Court dismisses shareholder lawsuit over Block’s purchase of TIDAL

Photo credit: Frederic Legrand COMEO / Shutterstock
Rapper, producer and entrepreneur Jay-Z.

A Delaware judge has dismissed a lawsuit against Block, the tech company led by former Twitter CEO Jack Dorsey, over its 2021 purchase of Jay-Z’s music streaming service TIDAL.

The City of Coral Springs Police Officers’ Pension Plan, a shareholder in Block, filed the lawsuit in 2022 on behalf of shareholders, arguing that Block’s board of directors had breached their fiduciary responsibility to shareholders in purchasing what it described as a “failed” music service.

However, in a ruling issued on Tuesday (May 9), Chancellor Kathaleen St. J. McCormick of the Delaware Court of Chancery, concluded that the plaintiffs had failed to ask Block’s board to pursue legal action itself before launching its own lawsuit.

Under Delaware law, shareholders can only sue a board of directors if they can prove that asking the board to sue would be futile because board members “would face a substantial likelihood of liability.”

Block’s purchase of TIDAL “seemed, by all accounts, a terrible business decision,” Chancellor McCormick’s ruling stated.

“[H]owever, a board comprised of a majority of disinterested and independent directors is free to make a terrible business decision without any meaningful threat of liability, so long as the directors approve the action in good faith.”
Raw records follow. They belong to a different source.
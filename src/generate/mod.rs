// src/generate/mod.rs

//! Build-tool input artifacts
//!
//! The generator turns a resolution and an axis set into the files CMake
//! reads before configuring: one lookup pair per dependency, a toolchain
//! file and a presets document. Content depends only on those two inputs,
//! so identical inputs always give byte-identical files.
//!
//! Every call replaces the target directory wholesale. Files left by an
//! earlier call (for example for a dependency that is no longer required)
//! never survive into the new set.

mod cmake;
mod presets;

pub use cmake::TOOLCHAIN_FILE;
pub use presets::preset_name;

use crate::error::{Error, Result};
use crate::hash::{hash_bytes, ContentHash, HashAlgorithm};
use crate::recipe::{Recipe, DEFAULT_PRESETS_FILE};
use crate::resolver::{BuildInfo, Resolution, ResolvedDependency};
use crate::settings::AxisSet;
use std::collections::HashSet;
use std::fs;
use std::io::{ErrorKind, Write};
use std::path::Path;
use strum_macros::Display;
use tempfile::NamedTempFile;
use tracing::{debug, info};

/// What a generated file is for
#[derive(Debug, Clone, Copy, PartialEq, Eq, Hash, Display)]
#[strum(serialize_all = "kebab-case")]
pub enum ArtifactKind {
    /// Lets the build locate one dependency
    DependencyLookup,
    /// Configures the build tool for the axis set
    Toolchain,
}

/// A file written by [`ArtifactGenerator::generate`]
#[derive(Debug, Clone, PartialEq, Eq)]
pub struct GeneratedArtifact {
    /// File name inside the target directory
    pub name: String,
    pub kind: ArtifactKind,
    /// SHA-256 of the file content
    pub digest: ContentHash,
}

struct RenderedFile {
    name: String,
    kind: ArtifactKind,
    content: String,
}

/// Writes CMake input artifacts for a resolution and axis set
#[derive(Debug, Clone, PartialEq, Eq)]
pub struct ArtifactGenerator {
    presets_file: String,
}

impl Default for ArtifactGenerator {
    fn default() -> Self {
        Self::new(DEFAULT_PRESETS_FILE)
    }
}

impl ArtifactGenerator {
    pub fn new(presets_file: impl Into<String>) -> Self {
        Self {
            presets_file: presets_file.into(),
        }
    }

    /// Generator configured by the recipe's `[generate]` section
    pub fn for_recipe(recipe: &Recipe) -> Self {
        Self::new(recipe.generate.presets_file.clone())
    }

    pub fn presets_file(&self) -> &str {
        &self.presets_file
    }

    /// Write the artifacts into `target_dir`, replacing whatever it held
    ///
    /// Dependency metadata is checked before the directory is touched, so a
    /// resolution the build could not consume leaves earlier output intact.
    pub fn generate(
        &self,
        resolution: &Resolution,
        axes: &AxisSet,
        target_dir: &Path,
    ) -> Result<Vec<GeneratedArtifact>> {
        let files = self.render(resolution, axes, target_dir)?;

        reset_dir(target_dir)?;

        let mut artifacts = Vec::with_capacity(files.len());
        for file in files {
            let path = target_dir.join(&file.name);
            write_atomic(target_dir, &path, file.content.as_bytes())?;

            let digest = hash_bytes(HashAlgorithm::Sha256, file.content.as_bytes());
            debug!("Wrote {} ({})", path.display(), digest.to_prefixed_string());

            artifacts.push(GeneratedArtifact {
                name: file.name,
                kind: file.kind,
                digest,
            });
        }

        info!(
            "Generated {} artifact(s) in {}",
            artifacts.len(),
            target_dir.display()
        );
        Ok(artifacts)
    }

    /// Render every artifact in memory, in output order
    fn render(
        &self,
        resolution: &Resolution,
        axes: &AxisSet,
        target_dir: &Path,
    ) -> Result<Vec<RenderedFile>> {
        let mut files = Vec::with_capacity(resolution.len() * 2 + 2);

        for dep in resolution.iter() {
            let info = required_build_info(dep)?;
            files.push(RenderedFile {
                name: cmake::config_file_name(dep),
                kind: ArtifactKind::DependencyLookup,
                content: cmake::render_config(dep, info),
            });
            files.push(RenderedFile {
                name: cmake::config_version_file_name(dep),
                kind: ArtifactKind::DependencyLookup,
                content: cmake::render_config_version(dep),
            });
        }

        files.push(RenderedFile {
            name: TOOLCHAIN_FILE.to_string(),
            kind: ArtifactKind::Toolchain,
            content: cmake::render_toolchain(axes, resolution.iter().map(|d| d.name.as_str())),
        });

        let presets = presets::render_presets(axes).map_err(|e| Error::GenerationIo {
            path: target_dir.join(&self.presets_file),
            source: std::io::Error::other(e),
        })?;
        files.push(RenderedFile {
            name: self.presets_file.clone(),
            kind: ArtifactKind::Toolchain,
            content: presets,
        });

        check_unique_names(&files, target_dir)?;
        Ok(files)
    }
}

/// Reject file names that would overwrite each other, including on
/// case-insensitive file systems
fn check_unique_names(files: &[RenderedFile], target_dir: &Path) -> Result<()> {
    let mut seen = HashSet::with_capacity(files.len());
    for file in files {
        if !seen.insert(file.name.to_lowercase()) {
            return Err(generation_io(
                &target_dir.join(&file.name),
                std::io::Error::new(ErrorKind::AlreadyExists, "file generated more than once"),
            ));
        }
    }
    Ok(())
}

/// Metadata the lookup files are built from
fn required_build_info(dep: &ResolvedDependency) -> Result<&BuildInfo> {
    let info = dep
        .build_info
        .as_ref()
        .ok_or_else(|| Error::MissingDependencyMetadata {
            name: dep.name.clone(),
            detail: format!("index entry '{}' has no build_info", dep.locator),
        })?;

    if info.include_dirs.is_empty() {
        return Err(Error::MissingDependencyMetadata {
            name: dep.name.clone(),
            detail: "no include directories".to_string(),
        });
    }

    Ok(info)
}

fn generation_io(path: &Path, source: std::io::Error) -> Error {
    Error::GenerationIo {
        path: path.to_path_buf(),
        source,
    }
}

/// Remove any previous contents and recreate the directory
fn reset_dir(dir: &Path) -> Result<()> {
    match fs::remove_dir_all(dir) {
        Ok(()) => debug!("Removed previous artifacts in {}", dir.display()),
        Err(e) if e.kind() == ErrorKind::NotFound => {}
        Err(e) => return Err(generation_io(dir, e)),
    }
    fs::create_dir_all(dir).map_err(|e| generation_io(dir, e))
}

/// Write through a temporary file in the same directory, then rename
fn write_atomic(dir: &Path, path: &Path, content: &[u8]) -> Result<()> {
    let mut file = NamedTempFile::new_in(dir).map_err(|e| generation_io(path, e))?;
    file.write_all(content).map_err(|e| generation_io(path, e))?;
    file.as_file().sync_all().map_err(|e| generation_io(path, e))?;
    file.persist(path).map_err(|e| generation_io(path, e.error))?;
    Ok(())
}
According to the court documents, which you can read in full here, Block CEO Jack Dorsey came up with the idea to buy TIDAL in August of 2020, while vacationing in the Hamptons with Jay-Z, who partly owns TIDAL, and was identified in court documents by his legal name, Shawn Carter.
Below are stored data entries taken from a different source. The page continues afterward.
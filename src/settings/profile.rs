// src/settings/profile.rs

//! Named profiles: TOML files holding axis assignments

use crate::error::{Error, Result};
use serde::Deserialize;
use std::collections::BTreeMap;
use std::path::Path;

#[derive(Debug, Deserialize)]
struct ProfileFile {
    #[serde(default)]
    settings: BTreeMap<String, String>,
}

/// A named set of axis assignments
#[derive(Debug, Clone, PartialEq, Eq)]
pub struct Profile {
    pub name: String,
    /// Assignments in key order
    pub assignments: Vec<(String, String)>,
}

impl Profile {
    /// Parse a profile from TOML content
    pub fn parse(name: &str, content: &str) -> Result<Self> {
        let file: ProfileFile = toml::from_str(content)
            .map_err(|e| Error::ParseError(format!("Invalid profile '{}': {}", name, e)))?;

        Ok(Self {
            name: name.to_string(),
            assignments: file.settings.into_iter().collect(),
        })
    }

    /// Load a profile from a file; the profile is named after the file stem
    pub fn load(path: &Path) -> Result<Self> {
        let content = std::fs::read_to_string(path).map_err(|e| {
            Error::IoError(format!("Failed to read profile {}: {}", path.display(), e))
        })?;
        let name = path
            .file_stem()
            .map(|s| s.to_string_lossy().to_string())
            .unwrap_or_else(|| "default".to_string());

        Self::parse(&name, &content)
    }
}

/// Parse a command-line assignment like "os=linux"
pub fn parse_assignment(s: &str) -> Result<(String, String)> {
    let (name, value) = s
        .split_once('=')
        .ok_or_else(|| Error::ParseError(format!("Setting '{}' must be written as name=value", s)))?;

    let name = name.trim();
    let value = value.trim();
    if name.is_empty() || value.is_empty() {
        return Err(Error::ParseError(format!(
            "Setting '{}' must be written as name=value",
            s
        )));
    }

    Ok((name.to_string(), value.to_string()))
}
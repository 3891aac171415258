// src/cli/args.rs
//! Argument groups shared by several commands

use clap::Args;
use std::path::PathBuf;

/// Selects the configuration axes
#[derive(Args, Debug, Clone, Default)]
pub struct AxisArgs {
    /// Profile name (looked up in the profiles directory) or path
    #[arg(short, long)]
    pub profile: Option<String>,

    /// Axis assignment applied after the profile (e.g. -s build_type=Debug)
    #[arg(short = 's', long = "setting", value_name = "NAME=VALUE")]
    pub settings: Vec<String>,
}

/// Arguments of the lifecycle commands
#[derive(Args, Debug, Clone)]
pub struct RunArgs {
    /// Recipe file, or a directory containing galley.toml
    #[arg(default_value = ".")]
    pub recipe: PathBuf,

    /// Index directory holding <name>.toml entries
    #[arg(short, long)]
    pub index: PathBuf,

    #[command(flatten)]
    pub axes: AxisArgs,

    /// Output root (default: <recipe dir>/build-galley)
    #[arg(short, long)]
    pub output: Option<PathBuf>,

    /// CMake executable
    #[arg(long)]
    pub cmake: Option<PathBuf>,

    /// CMake generator (e.g. Ninja)
    #[arg(short = 'G', long)]
    pub generator: Option<String>,

    /// Parallel build jobs
    #[arg(short, long)]
    pub jobs: Option<usize>,
}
Dorsey joined a regular meeting of Block’s board by video-conference, and proposed the idea to acquire TIDAL. The board agreed to convene a transaction committee that would review the proposed acquisition.

In the months to come, the transaction committee would file a series of reports about TIDAL, reporting on what Chancellor McCormick’s ruling called an “unsuccessful” attempt by TIDAL to break into the music streaming business.

“By mid-2020, TIDAL had amassed only 2.1 million paying subscribers, which compared poorly to competitors like Spotify (138 million paying subscribers), Apple Music (60 million), and Amazon Music (55 million),” the ruling stated.

It added: “TIDAL had logged multimillion-dollar losses for each of the preceding ten quarters. Carter personally extended a $50 million loan to TIDAL in 2020.”

“A board comprised of a majority of disinterested and independent directors is free to make a terrible business decision without any meaningful threat of liability, so long as the directors approve the action in good faith.”

Kathaleen St. J. McCormick, Delaware Court of Chancery

The transaction committee also reported on a number of problems that TIDAL was undergoing. Among them was an investigation in Norway – the country where it was initially created – over allegations of “artificially inflating its streaming numbers”, the court document notes.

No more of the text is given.